Le chanteur et danseur congolais Fally Ipupa pose lors d'une séance photo à Paris le 27 septembre 2023. (Photo JOEL SAGET / AFP)

Deux concerts caritatifs étaient prévus jeudi et vendredi. L'occasion pour ses fans d'ouvrir une brève parenthèse dans un quotidien plombé par le conflit.

Le premier concert, pour l'élite gomatracienne, a bien eu lieu dans l'un des hôtels les plus chers de la capitale de la province du Nord-Kivu. Deuxième autorité de cette région soumise à l'état de siège depuis 2021, le vice-gouverneur militaire avait fait le déplacement pour ce concert dont le prix d'entrée est de 100 dollars, et plus de 2.000 pour une table VIP face à la scène, champagne inclus.

Quelques centaines de chanceux ont ainsi eu droit à plus de deux heures de spectacle de l'icone de la Rumba congolaise, qui a glissé quelques mots à la mémoire des victimes du conflit, et s'est vu arroser de billets de 100 dollars par un riche entrepreneur local.

Un second concert, destiné à un public plus large, était prévu le lendemain sur un terrain au bord du lac Kivu, à l'ouest de la ville. Son prix d'entrée de cinq dollars n'était pas non plus à la portée de tous dans un pays où environ 74,6 % de la population vivait avec moins de 2,15 dollars par jour en 2023, selon la Banque mondiale.

"J'ai connu Fally quand j'avais 28 ans. J'aurais aimé aller le voir, mais je manque d'argent", déclare Mudege Manigabe, 74 ans, cordonnier dans le quartier de Ndosho à l'ouest de la ville.

Jule Polizien, 22 ans, vendeur dans une cafétéria affirme qu'il aurait "préféré que le concert soit gratuit, car nous sommes en guerre. Néanmoins, s'il va chanter pour compatir avec la population, c'est une bonne chose".

Pour une partie de la jeunesse gomatracienne, une telle opportunité est "impossible à rater", estime un jeune diplômé qui préfère s'exprimer sous couvert d'anonymat.

"Une grande star comme ça, il n'est pas souvent au Congo, alors à Goma, il faut en profiter", dit-il au milieu d'un groupe d'amis qui sirotent un whisky coca apporté discrètement, pour éviter de se ruiner dans les buvettes installées pour l'occasion.

Tirs et lacrymogènes

Dès les premiers essais de micro, ils sont plus de 2.000 à s'élancer vers la scène pour occuper les premiers rangs.

"J'espère que ça va montrer que Goma n'est pas seulement une ville où on a peur", affirme Léa, étudiante à Goma.

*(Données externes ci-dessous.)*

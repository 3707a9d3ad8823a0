//! In-process memory service: the fast, volatile half of memory.
//!
//! Session-scoped relationship state behind an async RwLock. Returns a
//! well-formed default profile even if never written to, so first-time users
//! never see undefined behavior. Not required to be transactionally
//! consistent with the persistence port; eventual alignment is acceptable.

use tandem_core::{
    CoachLongTermContext, CoachMemoryEvent, EmotionalState, EventPayload, RelationshipProfile,
    RelationshipStage, SafetyClass,
};
use tokio::sync::RwLock;

/// How many recent event kinds the volatile context keeps.
const RECENT_EVENT_WINDOW: usize = 20;

/// Reason string that clears safety mode on a trust update.
pub const TRUST_RESET_REASON: &str = "trust_reset";

pub struct MemoryService {
    profile: RwLock<RelationshipProfile>,
    recent_kinds: RwLock<Vec<String>>,
}

impl MemoryService {
    pub fn new() -> Self {
        Self {
            profile: RwLock::new(RelationshipProfile::default()),
            recent_kinds: RwLock::new(Vec::new()),
        }
    }

    /// Fold one behavioral event into the volatile profile: safety latch,
    /// stage movement, and the recent-event ring. Trust deltas flow through
    /// [`Self::update_trust`] only, so they are never double-counted.
    pub async fn record_event(&self, event: &CoachMemoryEvent) {
        let mut profile = self.profile.write().await;

        if event.safety_class == SafetyClass::MedicalRisk {
            profile.safety_mode = true;
        }

        advance_stage_for_event(&mut profile, event);
        profile.normalize();
        profile.touch();
        drop(profile);

        let mut recent = self.recent_kinds.write().await;
        recent.push(event.kind().to_string());
        if recent.len() > RECENT_EVENT_WINDOW {
            let overflow = recent.len() - RECENT_EVENT_WINDOW;
            recent.drain(..overflow);
        }
    }

    pub async fn update_emotional_state(&self, state: EmotionalState) {
        let mut profile = self.profile.write().await;
        profile.emotional_state = state;
        profile.touch();
    }

    /// Apply a trust delta. A `trust_reset` reason clears safety mode;
    /// this is the only way out of it.
    pub async fn update_trust(&self, delta: i32, reason: Option<&str>) {
        let mut profile = self.profile.write().await;
        profile.apply_trust_delta(delta);
        if reason == Some(TRUST_RESET_REASON) {
            profile.safety_mode = false;
        }
        advance_stage_for_trust(&mut profile);
        if let Some(reason) = reason {
            tracing::debug!(delta, reason, trust = profile.trust_level, "volatile trust updated");
        }
    }

    pub async fn relationship_profile(&self) -> RelationshipProfile {
        self.profile.read().await.clone()
    }

    /// Volatile long-term context: the profile plus the recent-event window.
    pub async fn long_term_context(&self) -> CoachLongTermContext {
        let profile = self.profile.read().await;
        let recent = self.recent_kinds.read().await;
        CoachLongTermContext {
            stage: profile.stage,
            trust_level: profile.trust_level,
            emotional_baseline: profile.emotional_state,
            recent_event_kinds: recent.clone(),
            journey_summary: None,
        }
    }

    /// Administrative reset back to neutral defaults.
    pub async fn reset(&self) {
        *self.profile.write().await = RelationshipProfile::default();
        self.recent_kinds.write().await.clear();
    }
}

impl Default for MemoryService {
    fn default() -> Self {
        Self::new()
    }
}

/// Event-driven stage movement: a broken habit moves any stage into relapse
/// recovery, and a streak event at very high trust graduates a stable
/// partnership into a long-term companion.
fn advance_stage_for_event(profile: &mut RelationshipProfile, event: &CoachMemoryEvent) {
    use RelationshipStage::*;

    if matches!(event.payload, EventPayload::HabitBroken { .. }) {
        profile.stage = RelapseRecovery;
        return;
    }

    if matches!(event.payload, EventPayload::StreakExtended { .. })
        && profile.stage == StablePartnership
        && profile.trust_level >= 85
    {
        profile.stage = LongTermCompanion;
    }
}

/// Trust-driven stage movement. Never regresses; only events regress a
/// stage (into relapse recovery).
fn advance_stage_for_trust(profile: &mut RelationshipProfile) {
    use RelationshipStage::*;

    profile.stage = match (profile.stage, profile.trust_level) {
        (Onboarding, t) if t >= 55 => TrustBuilding,
        (TrustBuilding, t) | (RelapseRecovery, t) if t >= 70 => StablePartnership,
        (stage, _) => stage,
    };
}

#[cfg(test)]
mod tests {
    use super::*;
    use tandem_core::EventPayload;

    fn event(payload: EventPayload) -> CoachMemoryEvent {
        CoachMemoryEvent::new(payload)
    }

    #[tokio::test]
    async fn test_unwritten_service_returns_defaults() {
        let svc = MemoryService::new();
        let profile = svc.relationship_profile().await;
        assert_eq!(profile.trust_level, 50);
        assert_eq!(profile.emotional_state, EmotionalState::Calm);
        assert_eq!(profile.stage, RelationshipStage::Onboarding);

        let ctx = svc.long_term_context().await;
        assert_eq!(ctx.trust_level, 50);
        assert!(ctx.recent_event_kinds.is_empty());
    }

    #[tokio::test]
    async fn test_medical_risk_latches_safety_mode() {
        let svc = MemoryService::new();
        let e = event(EventPayload::PainReported {
            location: "shoulder".into(),
            intensity: 0.8,
        })
        .with_safety_class(SafetyClass::MedicalRisk);
        svc.record_event(&e).await;
        assert!(svc.relationship_profile().await.safety_mode);

        // Ordinary events and trust updates do not clear it
        svc.record_event(&event(EventPayload::StreakExtended { length: 2 }))
            .await;
        svc.update_trust(5, Some("day_completed")).await;
        assert!(svc.relationship_profile().await.safety_mode);

        // Only the trust reset does
        svc.update_trust(0, Some(TRUST_RESET_REASON)).await;
        assert!(!svc.relationship_profile().await.safety_mode);
    }

    #[tokio::test]
    async fn test_trust_clamped() {
        let svc = MemoryService::new();
        for _ in 0..30 {
            svc.update_trust(2, Some("streak_extended")).await;
        }
        assert_eq!(svc.relationship_profile().await.trust_level, 100);

        svc.update_trust(-500, None).await;
        assert_eq!(svc.relationship_profile().await.trust_level, 0);
    }

    #[tokio::test]
    async fn test_record_event_does_not_move_trust() {
        let svc = MemoryService::new();
        svc.record_event(
            &event(EventPayload::StreakExtended { length: 1 }).with_trust_impact(2),
        )
        .await;
        // Trust flows only through update_trust; the event fold leaves it alone
        assert_eq!(svc.relationship_profile().await.trust_level, 50);
    }

    #[tokio::test]
    async fn test_habit_broken_moves_to_relapse_recovery() {
        let svc = MemoryService::new();
        svc.record_event(&event(EventPayload::HabitBroken {
            habit: "evening walk".into(),
            days_kept: 9,
        }))
        .await;
        assert_eq!(
            svc.relationship_profile().await.stage,
            RelationshipStage::RelapseRecovery
        );
    }

    #[tokio::test]
    async fn test_stage_progression_with_growing_trust() {
        let svc = MemoryService::new();

        // Past 55: onboarding to trust_building
        svc.update_trust(8, Some("day_completed")).await;
        assert_eq!(
            svc.relationship_profile().await.stage,
            RelationshipStage::TrustBuilding
        );

        // Past 70: stable partnership
        svc.update_trust(14, Some("day_completed")).await;
        assert_eq!(
            svc.relationship_profile().await.stage,
            RelationshipStage::StablePartnership
        );

        // Very high trust plus a streak event: long-term companion
        svc.update_trust(15, Some("streak_extended")).await;
        svc.record_event(&event(EventPayload::StreakExtended { length: 30 }))
            .await;
        assert_eq!(
            svc.relationship_profile().await.stage,
            RelationshipStage::LongTermCompanion
        );
    }

    #[tokio::test]
    async fn test_relapse_recovery_climbs_back_with_trust() {
        let svc = MemoryService::new();
        svc.update_trust(25, None).await; // 75, trust_building
        svc.record_event(&event(EventPayload::HabitBroken {
            habit: "morning run".into(),
            days_kept: 4,
        }))
        .await;
        assert_eq!(
            svc.relationship_profile().await.stage,
            RelationshipStage::RelapseRecovery
        );

        // Recovery at sustained high trust returns to stable partnership
        svc.update_trust(1, None).await;
        assert_eq!(
            svc.relationship_profile().await.stage,
            RelationshipStage::StablePartnership
        );
    }

    #[tokio::test]
    async fn test_recent_events_bounded() {
        let svc = MemoryService::new();
        for i in 0..30 {
            svc.record_event(&event(EventPayload::StreakExtended { length: i }))
                .await;
        }
        let ctx = svc.long_term_context().await;
        assert_eq!(ctx.recent_event_kinds.len(), RECENT_EVENT_WINDOW);
    }

    #[tokio::test]
    async fn test_reset_restores_defaults() {
        let svc = MemoryService::new();
        svc.update_trust(30, None).await;
        svc.update_emotional_state(EmotionalState::Confident).await;
        svc.reset().await;
        let profile = svc.relationship_profile().await;
        assert_eq!(profile.trust_level, 50);
        assert_eq!(profile.emotional_state, EmotionalState::Calm);
    }
}
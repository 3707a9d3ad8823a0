//! Property-based tests for the trust & safety classifier.
//!
//! Verifies that classification is total and deterministic over arbitrary
//! inputs, and that safety-flag matches always outrank confidence-based
//! classification when both conditions hold.

use proptest::prelude::*;
use tandem_core::{classify, IssueCategory, RemediationAction};

fn arb_error() -> impl Strategy<Value = Option<String>> {
    proptest::option::of("[a-z ]{0,40}")
}

fn arb_flags() -> impl Strategy<Value = Vec<String>> {
    proptest::collection::vec("[a-z ]{0,20}", 0..4)
}

proptest! {
    /// classify() never panics and always yields a coherent pair.
    #[test]
    fn classification_is_total(
        error in arb_error(),
        confidence in proptest::option::of(-1.0f32..2.0),
        flags in arb_flags(),
    ) {
        let c = classify(error.as_deref(), confidence, &flags);
        prop_assert!(!c.message.is_empty());
        // Block is reserved for medical classifications.
        if c.action == RemediationAction::Block {
            prop_assert_eq!(c.category, IssueCategory::Medical);
        }
    }

    /// Determinism: same inputs, same output.
    #[test]
    fn classification_is_pure(
        error in arb_error(),
        confidence in proptest::option::of(0.0f32..1.0),
        flags in arb_flags(),
    ) {
        let a = classify(error.as_deref(), confidence, &flags);
        let b = classify(error.as_deref(), confidence, &flags);
        prop_assert_eq!(a, b);
    }

    /// Safety dominance: with a medical flag present and no error text,
    /// low confidence never steals the classification.
    #[test]
    fn medical_flag_outranks_confidence(confidence in 0.0f32..0.5) {
        let flags = vec!["pain".to_string()];
        let c = classify(None, Some(confidence), &flags);
        prop_assert_eq!(c.category, IssueCategory::Medical);
        prop_assert_eq!(c.action, RemediationAction::Block);
    }

    /// Overtraining dominance over confidence, same shape as medical.
    #[test]
    fn overtraining_flag_outranks_confidence(confidence in 0.0f32..0.5) {
        let flags = vec!["overload".to_string()];
        let c = classify(None, Some(confidence), &flags);
        prop_assert_eq!(c.category, IssueCategory::Overtraining);
        prop_assert_eq!(c.action, RemediationAction::Adapt);
    }
}
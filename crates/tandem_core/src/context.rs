//! Per-request screen context.
//!
//! A [`CoachScreenContext`] is a read-only snapshot supplied fresh on every
//! call into the runtime. It is never persisted as-is; only the event stream
//! reaches the durable store.

use serde::{Deserialize, Serialize};

/// Subscription tier from the entitlement source of truth.
#[derive(Debug, Clone, Copy, PartialEq, Eq, Serialize, Deserialize)]
#[serde(rename_all = "snake_case")]
pub enum SubscriptionTier {
    Free,
    Premium,
    Trial,
    Grace,
    Expired,
}

impl SubscriptionTier {
    /// Premium, Trial, and Grace are equivalent "unlocked" tiers.
    pub fn has_premium_access(&self) -> bool {
        matches!(
            self,
            SubscriptionTier::Premium | SubscriptionTier::Trial | SubscriptionTier::Grace
        )
    }
}

#[derive(Debug, Clone, Copy, PartialEq, Eq, Serialize, Deserialize)]
#[serde(rename_all = "snake_case")]
pub enum UserMode {
    Manual,
    PlanFollowing,
}

/// Read-only request snapshot from the screen layer.
#[derive(Debug, Clone, Serialize, Deserialize)]
pub struct CoachScreenContext {
    pub screen: String,
    pub mode: UserMode,
    pub subscription: SubscriptionTier,
    pub trust_level: Option<u8>,
    pub fatigue_level: Option<f32>,
    pub relapse_risk: Option<f32>,
    pub motivation_level: Option<f32>,
    #[serde(default)]
    pub safety_flags: Vec<String>,
    pub adherence: Option<f32>,
    pub streak: Option<u32>,
    pub time_gap_days: Option<u32>,
}

impl CoachScreenContext {
    pub fn for_screen(screen: &str) -> Self {
        Self {
            screen: screen.to_string(),
            mode: UserMode::Manual,
            subscription: SubscriptionTier::Free,
            trust_level: None,
            fatigue_level: None,
            relapse_risk: None,
            motivation_level: None,
            safety_flags: Vec::new(),
            adherence: None,
            streak: None,
            time_gap_days: None,
        }
    }

    /// Trust signal for this request, defaulting to the neutral midpoint
    /// when the screen supplied none.
    pub fn effective_trust(&self) -> u8 {
        self.trust_level.unwrap_or(50).min(100)
    }
}

impl Default for CoachScreenContext {
    fn default() -> Self {
        Self::for_screen("unknown")
    }
}
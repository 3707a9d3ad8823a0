//! Telemetry seam.
//!
//! Fire-and-forget: implementations must never panic, never block the
//! caller, and never influence control flow. A budget miss is a signal for
//! operators, not an error.

use std::collections::HashMap;

/// Budgeted metrics sink. Safe to call from any code path, including
/// failure handlers.
pub trait TelemetrySink: Send + Sync {
    /// Record an operation duration. If the metric has a budget and the
    /// duration exceeds it, a budget-exceeded warning is emitted instead of
    /// a normal timing record.
    fn track_timing(&self, name: &str, duration_ms: u64, meta: &[(&str, &str)]);

    /// Bump a counter.
    fn increment(&self, name: &str, value: u64, meta: &[(&str, &str)]);
}

/// Default budgets, milliseconds. Overridable via [`crate::TelemetryConfig`].
pub fn default_budgets() -> HashMap<String, u64> {
    let mut budgets = HashMap::new();
    budgets.insert("memory_fetch_time".to_string(), 400);
    budgets.insert("trust_update_time".to_string(), 250);
    budgets
}

/// Tracing-backed sink with a per-metric budget table.
pub struct LogTelemetry {
    budgets_ms: HashMap<String, u64>,
}

impl LogTelemetry {
    pub fn new() -> Self {
        Self {
            budgets_ms: default_budgets(),
        }
    }

    pub fn with_budgets(budgets_ms: HashMap<String, u64>) -> Self {
        Self { budgets_ms }
    }
}

impl Default for LogTelemetry {
    fn default() -> Self {
        Self::new()
    }
}

impl TelemetrySink for LogTelemetry {
    fn track_timing(&self, name: &str, duration_ms: u64, meta: &[(&str, &str)]) {
        match self.budgets_ms.get(name) {
            Some(&budget) if duration_ms > budget => {
                tracing::warn!(
                    metric = name,
                    duration_ms,
                    budget_ms = budget,
                    ?meta,
                    "metric budget exceeded"
                );
            }
            _ => {
                tracing::debug!(metric = name, duration_ms, ?meta, "timing");
            }
        }
    }

    fn increment(&self, name: &str, value: u64, meta: &[(&str, &str)]) {
        tracing::debug!(metric = name, value, ?meta, "count");
    }
}

/// No-op sink for tests.
pub struct NullTelemetry;

impl TelemetrySink for NullTelemetry {
    fn track_timing(&self, _name: &str, _duration_ms: u64, _meta: &[(&str, &str)]) {}
    fn increment(&self, _name: &str, _value: u64, _meta: &[(&str, &str)]) {}
}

"On n'est pas toujours censés vivre avec des traumatismes liés aux coups de feu et aux balles parce que à Goma, ça tire, ça tue, c'est la chanson de tous les jours mais la vie doit continuer", abonde David De Mielo, artiste chanteur présent dans le public.

Mais les heures passent, le soleil tombe, et Fally n'arrive pas. Bientôt le bruit court sur WhatsApp que sa venue est annulée. Et que la police anti-émeute s'est déjà déployée en prévision de troubles.

De longues files de spectateurs déçus se forment et se déversent calmement dans les rues. Mais face à la scène, quelques esprits s'échauffent et les projectiles volent. Il sont dispersés par des tirs de sommation de la police et des gaz lacrymogènes.

"On a bouffé notre argent", peste Nathan Tubure, un spectateur. "On est tellement déçues", déclare Judith, une jeune femme croisée à la sortie.

Plusieurs spectateurs sont légèrement blessés, dont David De Mielo tombé dans la cohue et piétiné.

A qui la faute ? Un proche de la star contacté par l'AFP assure que son équipe a attendu en vain le feu vert du comité d'organisation.

Un représentant de ce dernier a invoqué sur les réseaux sociaux des raisons de sécurité : les taxi motos, moyen de transport le plus répandu, sont interdits de circulation à partir de 18 heures en raison de l'état de siège et le retard de l'équipe risquait de créer un attroupement difficile à protéger.

Une mesure déjà réputée pour empêcher une bonne partie de la jeunesse de venir s'égayer dans les bars du centre le soir, faute de moyens pour payer un taxi.